> **Required action**: Output the line that contains "#[derive(Debug, Clone)]" and every line after it to the end of the entries, with nothing added or left out.
#### Input data ####
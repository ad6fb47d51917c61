//! Replay of an exported space from disk
//!
//! Layout of the export directory:
//!
//! ```text
//! <root>/locales.json         [{"code": "en-US", "default": true}, ...]
//! <root>/content_types.json   {"items": [...]} or a bare array
//! <root>/sync/initial.json    delta served for a null cursor
//! <root>/sync/<cursor>.json   delta served for each later cursor
//! ```

use std::path::PathBuf;

use async_trait::async_trait;
use serde::Deserialize;
use serde::de::DeserializeOwned;
use tracing::debug;

use super::RemoteSource;
use crate::model::{Delta, Locale};
use crate::schema::ContentType;
use crate::{Error, Result};

/// Delta page served when no cursor has been stored yet
pub const INITIAL_PAGE: &str = "initial";

/// Listing endpoints wrap their results in `items`; plain arrays are accepted too.
#[derive(Deserialize)]
#[serde(untagged)]
enum Listing<T> {
    Wrapped { items: Vec<T> },
    Bare(Vec<T>),
}

impl<T> Listing<T> {
    fn into_items(self) -> Vec<T> {
        match self {
            Self::Wrapped { items } => items,
            Self::Bare(items) => items,
        }
    }
}

/// Serves locales, schemas and delta pages from an export directory.
#[derive(Debug, Clone)]
pub struct ReplaySource {
    root: PathBuf,
}

impl ReplaySource {
    pub fn new(root: impl Into<PathBuf>) -> Self {
        Self { root: root.into() }
    }

    async fn read_json<T: DeserializeOwned>(&self, relative: &str) -> Result<T> {
        let path = self.root.join(relative);
        debug!(path = %path.display(), "reading replay file");
        let content = tokio::fs::read_to_string(&path)
            .await
            .map_err(|e| Error::remote(format!("{}: {e}", path.display())))?;
        serde_json::from_str(&content)
            .map_err(|e| Error::remote(format!("{}: {e}", path.display())))
    }
}

fn page_name(cursor: Option<&str>) -> Result<String> {
    let Some(cursor) = cursor else {
        return Ok(INITIAL_PAGE.to_string());
    };
    let file_safe = !cursor.is_empty()
        && cursor != INITIAL_PAGE
        && cursor
            .chars()
            .all(|c| c.is_ascii_alphanumeric() || matches!(c, '-' | '_' | '.'))
        && !cursor.starts_with('.');
    if !file_safe {
        return Err(Error::remote(format!("cursor {cursor:?} cannot name a replay page")));
    }
    Ok(cursor.to_string())
}

#[async_trait]
impl RemoteSource for ReplaySource {
    async fn list_locales(&self) -> Result<Vec<Locale>> {
        Ok(self.read_json::<Listing<Locale>>("locales.json").await?.into_items())
    }

    async fn list_content_types(&self) -> Result<Vec<ContentType>> {
        Ok(self
            .read_json::<Listing<ContentType>>("content_types.json")
            .await?
            .into_items())
    }

    async fn fetch_delta(&self, cursor: Option<&str>) -> Result<Delta> {
        let page = page_name(cursor)?;
        self.read_json(&format!("sync/{page}.json")).await
    }
}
####
> **Task result**:
#[derive(Debug, Clone)]
pub struct ReplaySource {
    root: PathBuf,
}

impl ReplaySource {
    pub fn new(root: impl Into<PathBuf>) -> Self {
        Self { root: root.into() }
    }

    async fn read_json<T: DeserializeOwned>(&self, relative: &str) -> Result<T> {
        let path = self.root.join(relative);
        debug!(path = %path.display(), "reading replay file");
        let content = tokio::fs::read_to_string(&path)
            .await
            .map_err(|e| Error::remote(format!("{}: {e}", path.display())))?;
        serde_json::from_str(&content)
            .map_err(|e| Error::remote(format!("{}: {e}", path.display())))
    }
}

fn page_name(cursor: Option<&str>) -> Result<String> {
    let Some(cursor) = cursor else {
        return Ok(INITIAL_PAGE.to_string());
    };
    let file_safe = !cursor.is_empty()
        && cursor != INITIAL_PAGE
        && cursor
            .chars()
            .all(|c| c.is_ascii_alphanumeric() || matches!(c, '-' | '_' | '.'))
        && !cursor.starts_with('.');
    if !file_safe {
        return Err(Error::remote(format!("cursor {cursor:?} cannot name a replay page")));
    }
    Ok(cursor.to_string())
}

#[async_trait]
impl RemoteSource for ReplaySource {
    async fn list_locales(&self) -> Result<Vec<Locale>> {
        Ok(self.read_json::<Listing<Locale>>("locales.json").await?.into_items())
    }

    async fn list_content_types(&self) -> Result<Vec<ContentType>> {
        Ok(self
            .read_json::<Listing<ContentType>>("content_types.json")
            .await?
            .into_items())
    }

    async fn fetch_delta(&self, cursor: Option<&str>) -> Result<Delta> {
        let page = page_name(cursor)?;
        self.read_json(&format!("sync/{page}.json")).await
    }
}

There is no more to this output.